4. Are there any particular things I'd like to change? (Such as hair, skin, style.)

5. How much am I willing to spend money-wise and time-wise toward these changes?

6. Write down the experience you imagine to have the moment your missionary first sees you again. Be specific about how you are dressed, your hair color and cut, maybe even the way you are walking. This is what you're going to aspire to!!"


i am mostly in love with #6. i may start practicing my walk this very minute.



#3 okay. now that i have completely criticized the first bit of "Get Cute!" i want to pay attention to the list of stores we are recommended to shop at. you all know i like to poke fun at most of these, but the list is topped off with the perfect, most plump cherry!

here we go:

american eagle
hollister
aeropostale
abercrombie and fitch
(the list continues here for a couple more, fairly reliable stores but THEN...)

LANE BRYANT.

ladies and gentlemen. i am flocking to gateway this very moment to look like this for graydon:

Sunday, November 9, 2008

pine pine pining away...

okay. so i just got done e-mailing graydon which will be the fifth to last time that i will have to.
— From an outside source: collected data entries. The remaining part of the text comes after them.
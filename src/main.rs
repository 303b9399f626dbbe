use std::path::PathBuf;

use anyhow::{bail, Context};
use clap::{Parser, Subcommand};
use tracing_subscriber::EnvFilter;

use coaching_progress::config::{AppConfig, BackendConfig};
use coaching_progress::metrics::{Delta, MeasurementField};
use coaching_progress::models::StudentProfile;
use coaching_progress::portal::{Backend, Portal};
use coaching_progress::report;
use coaching_progress::resolver::{NotFoundReason, Resolution};
use coaching_progress::store::PgRecordStore;

#[derive(Parser)]
#[command(name = "coaching-progress")]
#[command(about = "Student progress lookups for the coaching dashboard", long_about = None)]
struct Cli {
    #[command(subcommand)]
    command: Commands,
}

#[derive(Subcommand)]
enum Commands {
    /// Create or upgrade the Postgres mirror schema
    InitDb,
    /// Import a CSV export into a Postgres mirror table
    Import {
        #[arg(long)]
        table: String,
        #[arg(long)]
        csv: PathBuf,
    },
    /// Check an access code and show the matching profile
    Login {
        #[arg(long)]
        code: String,
    },
    /// Show recent measurements and changes since the previous one
    Measurements {
        #[arg(long)]
        code: String,
        #[arg(long, default_value_t = 5)]
        limit: usize,
    },
    /// Generate a markdown progress report
    Report {
        #[arg(long)]
        code: String,
        #[arg(long, default_value = "progress.md")]
        out: PathBuf,
    },
}

#[tokio::main]
async fn main() -> anyhow::Result<()> {
    tracing_subscriber::fmt()
        .with_env_filter(EnvFilter::try_from_default_env().unwrap_or_else(|_| EnvFilter::new("info")))
        .with_writer(std::io::stderr)
        .init();

    let cli = Cli::parse();
    let config = AppConfig::from_env();

    match cli.command {
        Commands::InitDb => {
            let store = postgres_store(&config).await?;
            store.init_db().await.context("failed to run migrations")?;
            println!("Schema ready.");
        }
        Commands::Import { table, csv } => {
            let store = postgres_store(&config).await?;
            let inserted = store
                .import_csv(&table, &csv)
                .await
                .with_context(|| format!("failed to import {}", csv.display()))?;
            println!("Inserted {inserted} records into {table} from {}.", csv.display());
        }
        Commands::Login { code } => {
            let portal = portal(&config).await?;
            let Some(profile) = sign_in(&portal, &code).await? else {
                return Ok(());
            };
            println!("Welcome, {} ({}).", profile.name, profile.status.label());
            if let Some(email) = &profile.email {
                println!("- Email: {email}");
            }
            if let (Some(initial), Some(target)) = (profile.initial_weight, profile.target_weight) {
                println!("- Weight goal: {initial:.1} kg -> {target:.1} kg");
            }
            if let Some(objectives) = &profile.objectives {
                println!("- Objectives: {objectives}");
            }
        }
        Commands::Measurements { code, limit } => {
            let portal = portal(&config).await?;
            let Some(profile) = sign_in(&portal, &code).await? else {
                return Ok(());
            };
            let dashboard = portal.dashboard(profile).await?;

            if dashboard.series.is_empty() {
                println!("No measurements recorded yet.");
                return Ok(());
            }

            println!("Latest measurements for {}:", dashboard.profile.first_name());
            for snapshot in dashboard.series.latest_first.iter().take(limit) {
                println!("- {}: {:.1} kg", snapshot.date, snapshot.weight);
            }

            println!("Changes since previous measurement:");
            for field in MeasurementField::ALL {
                if let Delta::Change { magnitude, direction } = dashboard.series.field_delta(field) {
                    println!("- {}: {magnitude:.1} {} ({direction:?})", field.label(), field.unit());
                }
            }

            if let Some(percent) = dashboard.weight_progress {
                println!("Weight goal progress: {percent:.0}%");
            }
        }
        Commands::Report { code, out } => {
            let portal = portal(&config).await?;
            let Some(profile) = sign_in(&portal, &code).await? else {
                return Ok(());
            };
            let dashboard = portal.dashboard(profile).await?;
            std::fs::write(&out, report::build_report(&dashboard))
                .with_context(|| format!("failed to write {}", out.display()))?;
            println!("Report written to {}.", out.display());
        }
    }

    Ok(())
}

async fn portal(config: &AppConfig) -> anyhow::Result<Portal> {
    let backend = Backend::from_config(&config.backend)
        .await
        .context("failed to connect to the record store")?;
    Ok(Portal::new(backend, config.tables.clone()))
}

async fn postgres_store(config: &AppConfig) -> anyhow::Result<PgRecordStore> {
    let BackendConfig::Postgres { database_url } = &config.backend else {
        bail!("DATABASE_URL must be set (and Airtable unset) to manage the Postgres mirror");
    };
    PgRecordStore::connect(database_url)
        .await
        .context("failed to connect to Postgres")
}

async fn sign_in(portal: &Portal, code: &str) -> anyhow::Result<Option<StudentProfile>> {
    let resolution = portal
        .verify_access(code)
        .await
        .context("record store unavailable, try again later")?;

    match resolution {
        Resolution::Found(profile) => Ok(Some(profile)),
        Resolution::Unconfigured => {
            println!("No data source configured. Set AIRTABLE_API_KEY and AIRTABLE_BASE_ID, or DATABASE_URL.");
            Ok(None)
        }
        Resolution::NotFound(NotFoundReason::EmptyTable) => {
            println!("No student records available.");
            Ok(None)
        }
        Resolution::NotFound(_) => {
            println!("Access code not recognised or account inactive.");
            Ok(None)
        }
    }
}
use serde_json::Value;

use crate::aliases::{as_number, StudentField, STUDENT_FIELDS};
use crate::models::{RawRecord, StudentProfile, StudentStatus};

pub const PLACEHOLDER_NAME: &str = "Student";

/// Outcome of an access-code lookup.
#[derive(Debug, Clone, PartialEq)]
pub enum Resolution {
    Found(StudentProfile),
    NotFound(NotFoundReason),
    /// No backend is configured; nothing was looked up.
    Unconfigured,
}

/// Why no profile was produced. Carries no field data from the matched
/// record, so a rejected account leaks nothing.
#[derive(Debug, Clone, Copy, PartialEq, Eq)]
pub enum NotFoundReason {
    EmptyTable,
    NoMatch,
    StatusNotAllowed,
}

impl Resolution {
    pub fn found(&self) -> Option<&StudentProfile> {
        match self {
            Self::Found(profile) => Some(profile),
            _ => None,
        }
    }

    pub fn into_profile(self) -> Option<StudentProfile> {
        match self {
            Self::Found(profile) => Some(profile),
            _ => None,
        }
    }

    pub fn is_not_found(&self) -> bool {
        matches!(self, Self::NotFound(_))
    }
}

/// Locates the record for `access_code` and normalizes it into a profile.
pub fn resolve(records: &[RawRecord], access_code: &str) -> Resolution {
    if records.is_empty() {
        return Resolution::NotFound(NotFoundReason::EmptyTable);
    }

    let Some(record) = records.iter().find(|record| matches_code(record, access_code)) else {
        return Resolution::NotFound(NotFoundReason::NoMatch);
    };

    // The gate compares the raw string: no trimming, no list unwrapping.
    let status = match STUDENT_FIELDS.probe(record, StudentField::Status) {
        Some(Value::String(label)) => StudentStatus::from_label(label),
        _ => None,
    };
    let Some(status) = status else {
        return Resolution::NotFound(NotFoundReason::StatusNotAllowed);
    };

    Resolution::Found(build_profile(record, access_code, status))
}

/// Access codes are credentials: a stored code must equal the supplied one
/// exactly. Numeric codes compare by their textual form.
pub fn matches_code(record: &RawRecord, access_code: &str) -> bool {
    record.id == access_code
        || STUDENT_FIELDS
            .values(record, StudentField::Code)
            .any(|value| match value {
                Value::String(code) => code == access_code,
                Value::Number(code) => code.to_string() == access_code,
                _ => false,
            })
}

fn build_profile(record: &RawRecord, access_code: &str, status: StudentStatus) -> StudentProfile {
    let text = |field| STUDENT_FIELDS.text(record, field);
    let number = |field| STUDENT_FIELDS.number(record, field);

    StudentProfile {
        id: record.id.clone(),
        access_code: access_code.to_string(),
        name: text(StudentField::Name).unwrap_or_else(|| PLACEHOLDER_NAME.to_string()),
        status,
        email: text(StudentField::Email),
        age: STUDENT_FIELDS.probe(record, StudentField::Age).and_then(as_age),
        gender: text(StudentField::Gender),
        initial_weight: number(StudentField::InitialWeight),
        target_weight: number(StudentField::TargetWeight),
        height: number(StudentField::Height),
        profession: text(StudentField::Profession),
        medical_history: text(StudentField::MedicalHistory),
        activity_level: text(StudentField::ActivityLevel),
        motivation: text(StudentField::Motivation),
        diet: text(StudentField::Diet),
        eating_habits: text(StudentField::EatingHabits),
        meal_frequency: text(StudentField::MealFrequency),
        objectives: text(StudentField::Objectives),
        birth_date: STUDENT_FIELDS.date(record, StudentField::BirthDate),
        student_code: text(StudentField::StudentCode),
    }
}

fn as_age(value: &Value) -> Option<u32> {
    let years = as_number(value)?;
    (0.0..=150.0).contains(&years).then(|| years.round() as u32)
}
it is so strange. he is truly my best friend and i am so excited to see him. i know that things will be different...

but i think things will be so much sweeter and endearing.

i have about five weeks of school left. arabic is killing me. it is the first time that i haven't completed all of the homework because there is little to no time for me to do so. my english classes are going great, i have never done so well on tests and essays before, i am glad to say that i enjoy my major.

let's see...i have been sick this past week. it is getting a little old to say the least. i really want to just do what i want when i want. i am sad that i haven't been able to do yoga for awhile and i am also sad that i haven't had a chance to take trax to school as often; sometimes it's hard getting up an hour earlier when you're sick.

i am in my fourth month of accutane. blekh. the thing is amazing in itself though. my skin feels soooo much better. the only drawbacks are: dry lips, sometimes weird dryness of hands and arms, the inability to concentrate (really, i can't concentrate at all and it drives me crazy) and the occasional crying spell which lasts for a minute or two and ends abruptly with no lingering emotional depression. i feel fine. i am just hoping that the next and final time that i get my blood drawn, it will run smoothly. last time, the woman delved into my vein for about five minutes. she poked me a couple times. it hurt but hey i am still alive and my veins are still Inside my arm.

um. Mindy is leaving me for D.C. in january. no, i am sooo excited for her. and for michelle and brad's wedding next month. so much is happening in my family, it just makes me so happy and i feel so blessed. cocoa is doing great, too. he signed up for facebook the other day.

i don't have much of a social life but it doesn't bother me. i usually study on the weekends after work or i hang out with my sisters when they're not socializing. it is strange watching how my circle of friends has shifted so drastically but i fear that these things are necessary.

anyway i just learned today that even when you are sick, you have no excuse to not help other people. you can still serve people in the smallest way when you feel like you are the most unable. i think if everyone were to recognize that they can change someone's day/life with simple things, that our world would be so much happier.

i really love my family, too. did i mention that?

and ever since mindy told me what 'petit ami' meant, i have been obsessed! it is so cute.

Saturday, October 18, 2008

the past few months in less than 10 sentences

i don't quite know how to describe my life lately.

i really haven't been doing too much, but there is definitely a lack of any social activity. it's been hard lately; most of my friends avoid talking to me and i'm not sure why.

i have been working as much as i can, as much as school allows me to.

i am desperately trying to figure out how i fit into my recent calling at church, it's been really difficult trying to juggle work/school/and activities committee.

my family is doing well, busy with wedding plans.

but honestly? this is all i've been doing.

i am sad to say there is not much more to report on.